Exercise - Write out every line below that includes the word "Clone".

==== Source data ====

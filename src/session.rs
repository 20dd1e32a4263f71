//! Orchestration: one device, one feature set, at most one stabilizer.
//!
//! A session pins the feature bitmask at construction, applies the device
//! and engine settings from the configuration, and drives the per-frame
//! cycle: execute on the device, decode, then merge through the stabilizer
//! or pass the raw result through untracked.

use crate::config::SessionConfig;
use crate::device::{Device, ExecuteOutcome};
use crate::error::{Result, StabilizerFault};
use crate::image::GrayscaleImage;
use crate::stabilizer::{Stabilizer, STB_NORMAL};
use crate::tracking::{self, TrackingResult};
use crate::transport::Transport;
use crate::wire::{FeatureFlags, OutputImage, ResponseCode};

/// Result of one frame cycle.
///
/// `response` and `stabilizer_status` travel together: a device error
/// leaves the tracking result empty, and a negative stabilizer status
/// means the engine refused the frame; no partial result is synthesized.
#[derive(Clone, Debug)]
pub struct Capture {
    pub response: ResponseCode,
    /// Engine status for this frame; [`STB_NORMAL`] when stabilization is
    /// off or succeeded, the engine's negative code when it failed.
    pub stabilizer_status: i32,
    pub tracking: TrackingResult,
    pub image: Option<GrayscaleImage>,
}

/// An exclusive session with one sensor.
pub struct Session<T: Transport> {
    device: Device<T>,
    flags: FeatureFlags,
    stabilizer: Option<Box<dyn Stabilizer>>,
}

impl<T: Transport> Session<T> {
    /// Builds a session over a connected device and applies the settings.
    ///
    /// The feature set is normalized (attribute estimators pull in
    /// Face|Direction). Hand-only execution drops the stabilizer outright:
    /// the engine has no hand model, so there is nothing for it to track.
    /// Other face-less feature sets keep the engine; body tracking still
    /// applies.
    pub fn open(
        device: Device<T>,
        features: FeatureFlags,
        stabilizer: Option<Box<dyn Stabilizer>>,
        config: &SessionConfig,
    ) -> Result<Self> {
        let flags = features.normalized();
        if flags != features {
            log::debug!(
                "feature set normalized from {:#06x} to {:#06x}",
                features.bits(),
                flags.bits()
            );
        }

        let stabilizer = if flags == FeatureFlags::HAND && stabilizer.is_some() {
            log::info!("hand-only execution: stabilization disabled");
            None
        } else {
            stabilizer
        };

        let mut session = Self {
            device,
            flags,
            stabilizer,
        };
        session.apply_config(config)?;
        Ok(session)
    }

    fn apply_config(&mut self, config: &SessionConfig) -> Result<()> {
        self.device.set_camera_angle(config.device.camera_angle)?;
        self.device.set_threshold(&config.device.thresholds)?;
        self.device.set_detection_size(&config.device.detection_sizes)?;
        self.device.set_face_angle(config.device.face_angle)?;
        if let Some(stb) = self.stabilizer.as_mut() {
            stb.apply_settings(&config.stabilizer)?;
        }
        Ok(())
    }

    /// Runs one frame cycle and returns the unified tracking result.
    pub fn execute(&mut self, image: OutputImage) -> Result<Capture> {
        let ExecuteOutcome {
            code,
            frame,
            image: out_image,
        } = self.device.execute(self.flags, image)?;

        if !code.is_normal() {
            // No body, no frame. The engine is not fed a phantom empty
            // frame; its cross-frame state stays where it was.
            return Ok(Capture {
                response: code,
                stabilizer_status: STB_NORMAL,
                tracking: TrackingResult::default(),
                image: None,
            });
        }

        let run_engine = !self.flags.is_empty();
        let stabilizer = self.stabilizer.as_mut().filter(|_| run_engine);
        let (status, tracking) = match stabilizer {
            None => (STB_NORMAL, tracking::from_raw(&frame)),
            Some(stb) => {
                let input = tracking::to_stabilizer_input(&frame);
                match stb.execute(&input) {
                    Ok(stabilized) => (
                        STB_NORMAL,
                        tracking::merge_stabilized(self.flags, &frame, &stabilized),
                    ),
                    Err(StabilizerFault(status)) => {
                        log::warn!("stabilizer refused the frame: status {}", status);
                        (status, TrackingResult::default())
                    }
                }
            }
        };

        Ok(Capture {
            response: code,
            stabilizer_status: status,
            tracking,
            image: out_image,
        })
    }

    /// Drops all tracking identities. Settings are retained.
    pub fn reset_tracking(&mut self) -> Result<()> {
        if let Some(stb) = self.stabilizer.as_mut() {
            stb.clear()?;
        }
        Ok(())
    }

    /// Engine version, when a stabilizer is attached.
    pub fn stabilizer_version(&self) -> Option<(u8, u8)> {
        self.stabilizer.as_ref().and_then(|stb| stb.version().ok())
    }

    pub fn features(&self) -> FeatureFlags {
        self.flags
    }

    pub fn stabilizer_enabled(&self) -> bool {
        self.stabilizer.is_some()
    }

    pub fn device_mut(&mut self) -> &mut Device<T> {
        &mut self.device
    }

    /// Tears the session down, disconnecting the transport.
    pub fn close(mut self) -> Result<()> {
        self.device.disconnect()
    }
}

#[cfg(test)]
mod tests {
    use super::*;
    use crate::result::tests::build_body;
    use crate::stabilizer::{
        StabilizedFrame, StabilizerInput, StabilizerSettings, StubStabilizer,
    };
    use crate::transport::ScriptedTransport;
    use crate::wire::NOT_TRACKED;

    /// Fails the test if the engine is ever invoked.
    struct PanickingStabilizer;

    impl Stabilizer for PanickingStabilizer {
        fn execute(&mut self, _: &StabilizerInput) -> Result<StabilizedFrame, StabilizerFault> {
            panic!("stabilizer must not run");
        }
        fn clear(&mut self) -> Result<(), StabilizerFault> {
            Ok(())
        }
        fn version(&self) -> Result<(u8, u8), StabilizerFault> {
            Ok((0, 0))
        }
        fn apply_settings(&mut self, _: &StabilizerSettings) -> Result<(), StabilizerFault> {
            Ok(())
        }
        fn settings(&self) -> Result<StabilizerSettings, StabilizerFault> {
            Ok(StabilizerSettings::default())
        }
    }

    /// Refuses every frame with a fixed negative status.
    struct FailingStabilizer(i32);

    impl Stabilizer for FailingStabilizer {
        fn execute(&mut self, _: &StabilizerInput) -> Result<StabilizedFrame, StabilizerFault> {
            Err(StabilizerFault(self.0))
        }
        fn clear(&mut self) -> Result<(), StabilizerFault> {
            Ok(())
        }
        fn version(&self) -> Result<(u8, u8), StabilizerFault> {
            Ok((0, 0))
        }
        fn apply_settings(&mut self, _: &StabilizerSettings) -> Result<(), StabilizerFault> {
            Ok(())
        }
        fn settings(&self) -> Result<StabilizerSettings, StabilizerFault> {
            Ok(StabilizerSettings::default())
        }
    }

    fn transport_with_settings_applied() -> ScriptedTransport {
        let mut transport = ScriptedTransport::new();
        // camera angle, thresholds, detection sizes, face angle
        for _ in 0..4 {
            transport.queue_response(0x00, &[]);
        }
        transport
    }

    fn open_session(
        mut transport: ScriptedTransport,
        features: FeatureFlags,
        stabilizer: Option<Box<dyn Stabilizer>>,
        execute_body: &[u8],
    ) -> Session<ScriptedTransport> {
        transport.queue_response(0x00, execute_body);
        Session::open(
            Device::new(transport),
            features,
            stabilizer,
            &SessionConfig::default(),
        )
        .unwrap()
    }

    #[test]
    fn hand_only_execution_never_invokes_the_stabilizer() {
        let body = build_body(FeatureFlags::HAND, 0, 2, 0);
        let mut session = open_session(
            transport_with_settings_applied(),
            FeatureFlags::HAND,
            Some(Box::new(PanickingStabilizer)),
            &body,
        );
        assert!(!session.stabilizer_enabled());

        let capture = session.execute(OutputImage::None).unwrap();
        assert_eq!(capture.stabilizer_status, STB_NORMAL);
        assert_eq!(capture.tracking.hands.len(), 2);
        assert!(capture
            .tracking
            .hands
            .iter()
            .all(|hand| hand.tracking_id == NOT_TRACKED));
    }

    #[test]
    fn hand_plus_body_keeps_the_stabilizer() {
        let flags = FeatureFlags::HAND | FeatureFlags::BODY;
        let body = build_body(flags, 1, 1, 0);
        let mut session = open_session(
            transport_with_settings_applied(),
            flags,
            Some(Box::new(StubStabilizer::new())),
            &body,
        );
        assert!(session.stabilizer_enabled());

        let capture = session.execute(OutputImage::None).unwrap();
        assert_eq!(capture.tracking.bodies[0].tracking_id, 0);
        assert_eq!(capture.tracking.hands[0].tracking_id, NOT_TRACKED);
    }

    #[test]
    fn pass_through_without_a_stabilizer() {
        let flags = FeatureFlags::FACE | FeatureFlags::AGE;
        let body = build_body(flags.normalized(), 0, 0, 1);
        let mut session = open_session(transport_with_settings_applied(), flags, None, &body);

        let capture = session.execute(OutputImage::None).unwrap();
        let face = &capture.tracking.faces[0];
        assert_eq!(face.tracking_id, NOT_TRACKED);
        assert_eq!(face.detection_id, 0);
        let age = face.age.unwrap();
        assert_eq!(age.value, 30);
        assert_eq!(age.status, None);
    }

    #[test]
    fn stabilized_execution_assigns_identities() {
        let flags = FeatureFlags::FACE | FeatureFlags::AGE | FeatureFlags::GAZE;
        let body = build_body(flags.normalized(), 0, 0, 1);
        let mut session = open_session(
            transport_with_settings_applied(),
            flags,
            Some(Box::new(StubStabilizer::new())),
            &body,
        );

        let capture = session.execute(OutputImage::None).unwrap();
        let face = &capture.tracking.faces[0];
        assert_eq!(face.tracking_id, 0);
        assert!(face.age.unwrap().status.is_some());
        // Frame-local gaze came from the raw frame.
        assert!(face.gaze.is_some());
    }

    #[test]
    fn negative_stabilizer_status_yields_an_empty_result() {
        let flags = FeatureFlags::FACE;
        let body = build_body(flags, 0, 0, 1);
        let mut session = open_session(
            transport_with_settings_applied(),
            flags,
            Some(Box::new(FailingStabilizer(-7))),
            &body,
        );

        let capture = session.execute(OutputImage::None).unwrap();
        assert_eq!(capture.response, ResponseCode::Normal);
        assert_eq!(capture.stabilizer_status, -7);
        assert!(capture.tracking.is_empty());
    }

    #[test]
    fn device_error_skips_the_stabilizer_and_returns_empty() {
        let mut transport = transport_with_settings_applied();
        let mut raw = vec![0xFE, 0xFE];
        raw.extend_from_slice(&0u32.to_le_bytes());
        transport.queue_raw(&raw);

        let mut session = Session::open(
            Device::new(transport),
            FeatureFlags::FACE,
            Some(Box::new(PanickingStabilizer)),
            &SessionConfig::default(),
        )
        .unwrap();

        let capture = session.execute(OutputImage::None).unwrap();
        assert_eq!(capture.response, ResponseCode::InternalError);
        assert!(capture.tracking.is_empty());
    }

    #[test]
    fn settings_are_applied_at_open() {
        let transport = transport_with_settings_applied();
        let mut session = Session::open(
            Device::new(transport),
            FeatureFlags::BODY,
            None,
            &SessionConfig::default(),
        )
        .unwrap();

        let sent = session.device_mut().transport_mut().sent();
        assert_eq!(sent.len(), 4);
        assert_eq!(sent[0][1], 0x01); // SetCameraAngle
        assert_eq!(sent[1][1], 0x05); // SetThreshold
        assert_eq!(sent[2][1], 0x07); // SetDetectionSize
        assert_eq!(sent[3][1], 0x09); // SetFaceAngle
    }
}
//! Command framing and the request/response transaction.
//!
//! Every exchange is half-duplex: one command frame out, one response in.
//! A command frame is `0xFE | command id | payload length (u16 LE) |
//! payload`; a response opens with a fixed 6-byte header `0xFE | response
//! code | body length (u32 LE)`. The body is only read when the response
//! code signals success; error responses carry no payload.

use crate::error::{ProtocolFault, Result};
use crate::transport::Transport;
use crate::wire::{CommandId, ResponseCode, SYNC_BYTE};

pub const RESPONSE_HEADER_SIZE: usize = 6;

/// Parsed fixed-size response header.
#[derive(Clone, Copy, Debug, PartialEq, Eq)]
pub struct ResponseHeader {
    pub code: ResponseCode,
    pub body_len: usize,
}

/// Builds a command frame. The payload length field is 16-bit; commands
/// whose trailing data exceeds that (album upload) declare only the fixed
/// part and append the rest to the frame.
pub fn encode_command(id: CommandId, payload: &[u8]) -> Vec<u8> {
    debug_assert!(payload.len() <= u16::MAX as usize);
    let mut frame = Vec::with_capacity(4 + payload.len());
    frame.push(SYNC_BYTE);
    frame.push(id as u8);
    frame.extend_from_slice(&(payload.len() as u16).to_le_bytes());
    frame.extend_from_slice(payload);
    frame
}

/// Parses the 6-byte response header.
pub fn parse_header(buf: &[u8]) -> std::result::Result<ResponseHeader, ProtocolFault> {
    if buf.len() < RESPONSE_HEADER_SIZE {
        return Err(ProtocolFault::ShortRead {
            want: RESPONSE_HEADER_SIZE,
            got: buf.len(),
        });
    }
    if buf[0] != SYNC_BYTE {
        return Err(ProtocolFault::BadSync { found: buf[0] });
    }
    let body_len = u32::from_le_bytes([buf[2], buf[3], buf[4], buf[5]]) as usize;
    Ok(ResponseHeader {
        code: ResponseCode::from_u8(buf[1]),
        body_len,
    })
}

/// Sends one command and receives its response.
///
/// Clears the receive buffer first: stale bytes from an aborted prior
/// exchange would otherwise shift the header. Returns the response code and
/// body; on a non-zero code the body is empty and nothing beyond the header
/// has been read.
pub fn transact(
    transport: &mut dyn Transport,
    id: CommandId,
    payload: &[u8],
) -> Result<(ResponseCode, Vec<u8>)> {
    let frame = encode_command(id, payload);
    transact_frame(transport, &frame)
}

/// Like [`transact`] but sends a pre-built frame. Used by commands that
/// append bulk data (album upload) past the declared payload length.
pub fn transact_frame(
    transport: &mut dyn Transport,
    frame: &[u8],
) -> Result<(ResponseCode, Vec<u8>)> {
    transport.clear_receive_buffer()?;
    log::trace!("tx {}", hex::encode(frame));
    transport.send(frame)?;

    let header_bytes = transport.receive(RESPONSE_HEADER_SIZE)?;
    let header = parse_header(&header_bytes)?;
    if !header.code.is_normal() {
        log::debug!("device answered {}", header.code);
        return Ok((header.code, Vec::new()));
    }

    let body = transport.receive(header.body_len)?;
    if body.len() != header.body_len {
        return Err(ProtocolFault::ShortRead {
            want: header.body_len,
            got: body.len(),
        }
        .into());
    }
    log::trace!("rx {} byte body", body.len());
    Ok((header.code, body))
}

#[cfg(test)]
mod tests {
    use super::*;
    use crate::error::Error;
    use crate::transport::ScriptedTransport;

    #[test]
    fn command_frame_layout() {
        let frame = encode_command(CommandId::Execute, &[0x04, 0x00, 0x01]);
        assert_eq!(frame, [0xFE, 0x04, 0x03, 0x00, 0x04, 0x00, 0x01]);

        let frame = encode_command(CommandId::GetVersion, &[]);
        assert_eq!(frame, [0xFE, 0x00, 0x00, 0x00]);
    }

    #[test]
    fn header_round_trip() {
        let mut raw = vec![SYNC_BYTE, 0x00];
        raw.extend_from_slice(&0x0001_0203u32.to_le_bytes());
        let header = parse_header(&raw).unwrap();
        assert_eq!(header.code, ResponseCode::Normal);
        assert_eq!(header.body_len, 0x0001_0203);
    }

    #[test]
    fn transact_returns_code_and_body() {
        let mut transport = ScriptedTransport::new();
        transport.queue_response(0x00, &[0xAA, 0xBB]);

        let (code, body) = transact(&mut transport, CommandId::GetCameraAngle, &[]).unwrap();
        assert_eq!(code, ResponseCode::Normal);
        assert_eq!(body, [0xAA, 0xBB]);
        assert_eq!(transport.sent(), &[vec![0xFE, 0x02, 0x00, 0x00]]);
        assert_eq!(transport.unread(), 0);
    }

    #[test]
    fn bad_sync_is_a_protocol_fault() {
        let mut transport = ScriptedTransport::new();
        transport.queue_raw(&[0x00, 0x00, 0x00, 0x00, 0x00, 0x00]);

        let err = transact(&mut transport, CommandId::GetVersion, &[]).unwrap_err();
        match err {
            Error::Protocol(ProtocolFault::BadSync { found }) => assert_eq!(found, 0x00),
            other => panic!("expected BadSync, got {:?}", other),
        }
    }

    #[test]
    fn short_header_is_a_protocol_fault() {
        let mut transport = ScriptedTransport::new();
        transport.queue_raw(&[SYNC_BYTE, 0x00, 0x01]);

        let err = transact(&mut transport, CommandId::GetVersion, &[]).unwrap_err();
        match err {
            Error::Protocol(ProtocolFault::ShortRead { want, got }) => {
                assert_eq!(want, RESPONSE_HEADER_SIZE);
                assert_eq!(got, 3);
            }
            other => panic!("expected ShortRead, got {:?}", other),
        }
    }

    #[test]
    fn short_body_is_a_protocol_fault() {
        let mut transport = ScriptedTransport::new();
        // Header declares 4 body bytes, only 2 follow.
        let mut raw = vec![SYNC_BYTE, 0x00];
        raw.extend_from_slice(&4u32.to_le_bytes());
        raw.extend_from_slice(&[0x01, 0x02]);
        transport.queue_raw(&raw);

        let err = transact(&mut transport, CommandId::SaveAlbum, &[]).unwrap_err();
        match err {
            Error::Protocol(ProtocolFault::ShortRead { want, got }) => {
                assert_eq!(want, 4);
                assert_eq!(got, 2);
            }
            other => panic!("expected ShortRead, got {:?}", other),
        }
    }

    #[test]
    fn error_code_reads_no_body() {
        let mut transport = ScriptedTransport::new();
        // Device error with a declared body; the host must not read it.
        let mut raw = vec![SYNC_BYTE, 0x01];
        raw.extend_from_slice(&8u32.to_le_bytes());
        transport.queue_raw(&raw);

        let (code, body) = transact(&mut transport, CommandId::RegisterData, &[0, 0, 0]).unwrap();
        assert_eq!(code, ResponseCode::NoFace);
        assert!(body.is_empty());
        assert_eq!(transport.unread(), 0);
    }

    #[test]
    fn stale_bytes_are_cleared_before_send() {
        let mut transport = ScriptedTransport::new();
        // Leftovers from a torn earlier exchange.
        transport.queue_raw(&[0x13, 0x37]);
        transport.send(&[0x00]).unwrap(); // push the stale bytes into rx
        transport.queue_response(0x00, &[]);

        let (code, _) = transact(&mut transport, CommandId::GetVersion, &[]).unwrap();
        assert_eq!(code, ResponseCode::Normal);
    }
}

====

Expected answer -
#[derive(Clone, Debug)]
#[derive(Clone, Copy, Debug, PartialEq, Eq)]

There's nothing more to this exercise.